EXERCISE => Nothing should be left out. Transcribe the entries exactly as written.

INPUT MATERIAL =>
━━━━

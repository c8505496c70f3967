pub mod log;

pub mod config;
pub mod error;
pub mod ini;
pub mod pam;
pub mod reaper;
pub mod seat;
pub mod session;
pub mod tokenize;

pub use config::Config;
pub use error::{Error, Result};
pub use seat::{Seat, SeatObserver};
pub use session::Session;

━━━━

ANSWER AREA =>
repository c8505496c70f3967
pub mod log;

pub mod config;
pub mod error;
pub mod ini;
pub mod pam;
pub mod reaper;
pub mod seat;
pub mod session;
pub mod tokenize;

pub use config::Config;
pub use error::{Error, Result};
pub use seat::{Seat, SeatObserver};
pub use session::Session;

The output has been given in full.